Hello F n F's - Just wanted to let you all know that I'm still here, still growing, still healing. It's been a rough go. STBX-AH has elongated the divorce process by reneging on his original settlement proposal which was, by and large, acceptable. He now wants me to pay off some of his debt, so we have to fill out reams of forms called; "discovery" documents which get extremely personal. Monday, I get "deposed" which means his atty gets to ask me lots of icky questions.

I had a good trip to court (I know... sounds like an oxymoron) when there was an initial hearing for his violation of the temp Order of Protection. He wasn't there, but I was. Had a very nice chat with the asst. Prosecuting atty who is very much on my side. She said that if things weren't going fairly in the divorce settlement, to contact her immediately and she'd push the violation case harder. I gave STBX-AH (via atty) a week to resubmit the original settlement, which he didn't, so I called the Prosecuting atty yesterday and let her know.

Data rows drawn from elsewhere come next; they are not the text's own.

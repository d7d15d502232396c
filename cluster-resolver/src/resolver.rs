//! The per-target resolver: turns discovery lookups into connection state.

use crate::{
    Address, ClientConn, ComponentKind, DiscoveryContext, DiscoveryError, Options, ResolveError,
    ServiceConfig, State, Target,
};
use chrono::{DateTime, Utc};
use serde::Serialize;
use std::{fmt, sync::Arc};
use tokio::sync::Mutex;
use tokio_util::sync::CancellationToken;

/// Keeps one dial target's connection in sync with discovery.
///
/// Created by [`ResolverBuilder::build`](crate::ResolverBuilder::build). The
/// connection runtime calls [`resolve_now`](Resolver::resolve_now) whenever it
/// wants fresh addresses and [`close`](Resolver::close) once it is done.
pub struct Resolver {
    cluster: String,
    component: ComponentKind,
    opts: Options,

    cc: Arc<dyn ClientConn>,
    // Only present when a balancer policy is configured.
    service_config: Option<ServiceConfig>,

    token: CancellationToken,
    created_at: DateTime<Utc>,

    // Held for the whole refresh, which serializes `resolve_now` calls.
    last: Mutex<LastResolution>,
}

#[derive(Default)]
struct LastResolution {
    resolved_at: Option<DateTime<Utc>>,
    error: Option<Arc<ResolveError>>,
    addrs: Vec<String>,
}

/// A copy of a resolver's state, for operational tooling.
#[derive(Debug, Clone, PartialEq, Serialize)]
pub struct ResolverSnapshot {
    pub cluster: String,
    pub component: ComponentKind,
    pub created_at: DateTime<Utc>,
    #[serde(rename = "addr_list")]
    pub addrs: Vec<String>,
    #[serde(skip_serializing_if = "Option::is_none")]
    pub last_resolved_at: Option<DateTime<Utc>>,
    #[serde(rename = "error", skip_serializing_if = "Option::is_none")]
    pub last_error: Option<String>,
    pub closed: bool,
}

impl fmt::Debug for Resolver {
    fn fmt(&self, f: &mut fmt::Formatter<'_>) -> fmt::Result {
        f.debug_struct("Resolver")
            .field("cluster", &self.cluster)
            .field("component", &self.component)
            .field("created_at", &self.created_at)
            .field("closed", &self.is_closed())
            .finish_non_exhaustive()
    }
}

impl Resolver {
    pub(crate) fn new(
        target: &Target,
        opts: Options,
        cc: Arc<dyn ClientConn>,
        service_config: Option<ServiceConfig>,
    ) -> Self {
        Self {
            cluster: target.cluster().to_string(),
            component: target.component(),
            opts,
            cc,
            service_config,
            // Not derived from any caller: the resolver's lifetime is its own.
            token: CancellationToken::new(),
            created_at: Utc::now(),
            last: Mutex::new(LastResolution::default()),
        }
    }

    pub fn cluster(&self) -> &str {
        &self.cluster
    }

    pub fn component(&self) -> ComponentKind {
        self.component
    }

    pub fn created_at(&self) -> DateTime<Utc> {
        self.created_at
    }

    /// Look up fresh addresses and push them to the connection.
    ///
    /// Concurrent calls are serialized. Failures are reported through
    /// [`ClientConn::report_error`] and recorded in the snapshot, never
    /// returned. An empty lookup result is still pushed.
    pub async fn resolve_now(&self) {
        let mut last = self.last.lock().await;
        let resolved_at = Utc::now();

        let (addrs, result) = self.refresh().await;

        *last = LastResolution {
            resolved_at: Some(resolved_at),
            error: result.err().map(Arc::new),
            addrs,
        };
    }

    /// Cancel any in-flight lookup. No further state is pushed once this returns.
    ///
    /// Calling it more than once is harmless.
    pub fn close(&self) {
        if !self.token.is_cancelled() {
            tracing::debug!(cluster = %self.cluster, component = %self.component, "closing resolver");
        }
        self.token.cancel();
    }

    pub fn is_closed(&self) -> bool {
        self.token.is_cancelled()
    }

    /// Resolves once [`close`](Resolver::close) has been called.
    pub async fn closed(&self) {
        self.token.cancelled().await
    }

    /// Copy out the outcome of the most recently completed refresh.
    ///
    /// Waits for an in-flight refresh to finish.
    pub async fn snapshot(&self) -> ResolverSnapshot {
        let last = self.last.lock().await;

        ResolverSnapshot {
            cluster: self.cluster.clone(),
            component: self.component,
            created_at: self.created_at,
            addrs: last.addrs.clone(),
            last_resolved_at: last.resolved_at,
            last_error: last.error.as_ref().map(|err| err.to_string()),
            closed: self.is_closed(),
        }
    }

    /// Runs one refresh, returning the addresses it ended up with and whether
    /// it succeeded.
    async fn refresh(&self) -> (Vec<String>, Result<(), ResolveError>) {
        let state = match self.resolve().await {
            Ok(state) => state,
            Err(err) => {
                tracing::error!(
                    cluster = %self.cluster,
                    component = %self.component,
                    "failed to resolve new addresses: {}", err
                );
                self.cc.report_error(&err);
                return (Vec::new(), Err(err));
            }
        };

        if state.addresses.is_empty() {
            tracing::warn!(
                cluster = %self.cluster,
                component = %self.component,
                "found no addresses; updating connection state anyway"
            );
        } else {
            tracing::info!(
                cluster = %self.cluster,
                component = %self.component,
                "found {} addresses", state.addresses.len()
            );
        }

        let addrs = state
            .addresses
            .iter()
            .map(|address| address.addr.clone())
            .collect();

        if let Err(source) = self.cc.update_state(state).await {
            let err = ResolveError::UpdateState {
                component: self.component,
                cluster: self.cluster.clone(),
                source,
            };
            tracing::error!(
                cluster = %self.cluster,
                component = %self.component,
                "failed to update connection state: {}", err
            );
            self.cc.report_error(&err);
            return (addrs, Err(err));
        }

        (addrs, Ok(()))
    }

    #[tracing::instrument(
        level = "debug",
        skip(self),
        fields(cluster = %self.cluster, component = %self.component)
    )]
    async fn resolve(&self) -> Result<State, ResolveError> {
        tracing::info!("resolving {} addresses", self.component);

        let ctx = DiscoveryContext::new(self.token.child_token(), self.opts.discovery_timeout);
        let addrs = self
            .discover(&ctx)
            .await
            .map_err(|source| ResolveError::Discover {
                component: self.component,
                cluster: self.cluster.clone(),
                source,
            })?;

        tracing::debug!(addrs = %addrs.join(","), "discovered addresses");

        if let Some(policy) = self
            .service_config
            .as_ref()
            .and_then(ServiceConfig::balancer_policy)
        {
            tracing::debug!(balancer_policy = %policy, "attaching service config");
        }

        Ok(State {
            addresses: addrs.into_iter().map(Address::from).collect(),
            service_config: self.service_config.clone(),
        })
    }

    /// Runs the lookup for this resolver's component until it finishes or
    /// `ctx` is done. Results arriving after `ctx` is done are discarded.
    async fn discover(&self, ctx: &DiscoveryContext) -> Result<Vec<String>, DiscoveryError> {
        let discovery = &self.opts.discovery;
        let tags = &self.opts.discovery_tags;

        let lookup = async {
            match self.component {
                ComponentKind::ControlPlane => {
                    discovery.discover_control_plane_addrs(ctx, tags).await
                }
                ComponentKind::Gateway => discovery.discover_gateway_addrs(ctx, tags).await,
            }
        };

        tokio::select! {
            biased;
            result = lookup => match ctx.err() {
                Some(err) => Err(err),
                None => result.map_err(DiscoveryError::from),
            },
            err = ctx.done() => Err(err),
        }
    }
}
//! Default HTTP transport backed by reqwest

use async_trait::async_trait;
use log::debug;
use reqwest::Client;

use crate::core::Transport;
use crate::error::mapping::map_transport_error;
use crate::error::Result;

use super::models::{InquiryRequest, RawResponse};

/// Sends inquiries as `GET` requests with a JSON body
#[derive(Debug, Clone)]
pub struct HttpTransport {
    http_client: Client,
}

impl HttpTransport {
    pub fn new(http_client: Client) -> Self {
        Self { http_client }
    }
}

#[async_trait]
impl Transport for HttpTransport {
    async fn send(&self, request: &InquiryRequest) -> Result<RawResponse> {
        let url = request.url();
        debug!("Sending request to go-ahead service: GET {}", url);

        let response = self
            .http_client
            .get(url)
            .json(request.payload())
            .send()
            .await
            .map_err(|e| map_transport_error(&e, url))?;

        let status = response.status().as_u16();
        let body = match response.bytes().await {
            Ok(body) => body.to_vec(),
            // Non-200 bodies are never inspected
            Err(e) if status != 200 => {
                debug!("Dropping unreadable {} body from {}: {}", status, url, e);
                Vec::new()
            }
            Err(e) => return Err(map_transport_error(&e, url)),
        };

        debug!("Go-ahead service answered {} with {} bytes", status, body.len());
        Ok(RawResponse::new(status, body))
    }
}
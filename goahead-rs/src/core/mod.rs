//! Core abstractions for the go-ahead client
//!
//! This module provides the seams the decision engine is built on:
//!
//! - `Transport`: carries an inquiry to the arbiter and returns the raw response
//! - `Diagnostics`: receives warnings and errors about failed inquiries
//! - `ClientBuilder`: builder for the default reqwest-backed transport

pub mod builder;
pub use builder::ClientBuilder;

use async_trait::async_trait;
use log::{error, warn};

use crate::error::{Result, Severity};
use crate::inquiry::{InquiryRequest, RawResponse};

/// Log target used by [`LogDiagnostics`]
pub const LOG_TARGET: &str = "goahead";

/// Trait responsible for getting an inquiry to the arbiter
///
/// Implementations return `Ok` for every complete HTTP exchange, whatever its
/// status code. Only a failure to obtain a response at all is an `Err`.
#[cfg_attr(test, mockall::automock)]
#[async_trait]
pub trait Transport: Send + Sync {
    /// Issue the inquiry and return status and body
    async fn send(&self, request: &InquiryRequest) -> Result<RawResponse>;
}

/// Sink for inquiry diagnostics
pub trait Diagnostics: Send + Sync {
    /// Report a protocol or data problem
    fn warning(&self, message: &str);

    /// Report an operational problem
    fn error(&self, message: &str);

    /// Report with the given severity
    fn report(&self, severity: Severity, message: &str) {
        match severity {
            Severity::Warning => self.warning(message),
            Severity::Error => self.error(message),
        }
    }
}

/// Diagnostics forwarded to the `log` facade
#[derive(Debug, Default, Clone, Copy)]
pub struct LogDiagnostics;

impl Diagnostics for LogDiagnostics {
    fn warning(&self, message: &str) {
        warn!(target: LOG_TARGET, "{}", message);
    }

    fn error(&self, message: &str) {
        error!(target: LOG_TARGET, "{}", message);
    }
}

Personally, I have ups and downs. Well... more like normal days and down days. I suppose in retrospect, the down days are becoming fewer. Sometimes, though, I do things to sabotage myself, which make for more frequent down days. Going through this crap ain't easy, that's for sure. There are times when I think being with him would be better than struggling with this $hit alone. Infrequently, I take a prescription med when things get unbearable, and that helps a bit. But I have not EVER, to date, been in contact with him since the day I left on Nov. 8th, 2009. Something deep down inside must know that that would be a very bad idea no matter how down I might feel, or how much I might think I miss him.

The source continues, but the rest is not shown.